Looking out towards the River Wear from the National Glass Centre it is difficult to imagine the scale of shipbuilding activity undertaken on this now calm and seemingly implacable river. From its position as the largest shipbuilding town in the world, Sunderland has struggled to find a sense of identity and purpose to replace its historic achievements in mining and shipbuilding.

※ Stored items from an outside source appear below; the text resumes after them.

use std::cell::RefCell;
use std::rc::Rc;

use area_core::EditorSession;
use wasm_bindgen::closure::Closure;
use web_sys::{Document, Event, Window};

/// Page state shared by every event handler.
pub struct State {
    pub window: Window,
    pub document: Document,
    pub session: EditorSession,
    /// Set on every overlay image; lives as long as the page.
    pub overlay_onload: Closure<dyn FnMut(Event)>,
}

// The single editor instance of the page.
thread_local! {
    pub static STATE: RefCell<Option<Rc<RefCell<State>>>> = const { RefCell::new(None) };
}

“The £45 million aid package granted by the E.U. and negotiated by the (Conservative) government of the day, led by Margaret Thatcher has provided relatively few employment alternatives to major industries, such as building ships and it is difficult to imagine a way in which the (admittedly difficult) world trading and manufacturing environment could have been addressed with less sensitivity to the local workforce and overall regional context
The legacy of a move from an economy based on manufacturing and extraction to one based on the financial and service sector has proved itself inadequate in the task of providing an acceptable level of employment that is capable of supporting families, and has cemented a damaging north/south divide that continues to widen. The current Government is scarcely represented in the North of England and is totally excluded from north of the nearby Scottish border, they have continued to pursue economic policies mostly focused on the already overstressed South of England and have neglected developments in other parts of Britain.
The recent discussions about independence in Scotland are a serious reflection of how the British people and increasingly those who live away from the pull of London, truly feel about how inclusive and representative our government really is. We all know that we are ‘in it’ but not that we are ‘in it together’.” (John Kippin, 2013)
Installed at the National Glass Centre, Sunderland from 18 October 2013 – 27 November 2013.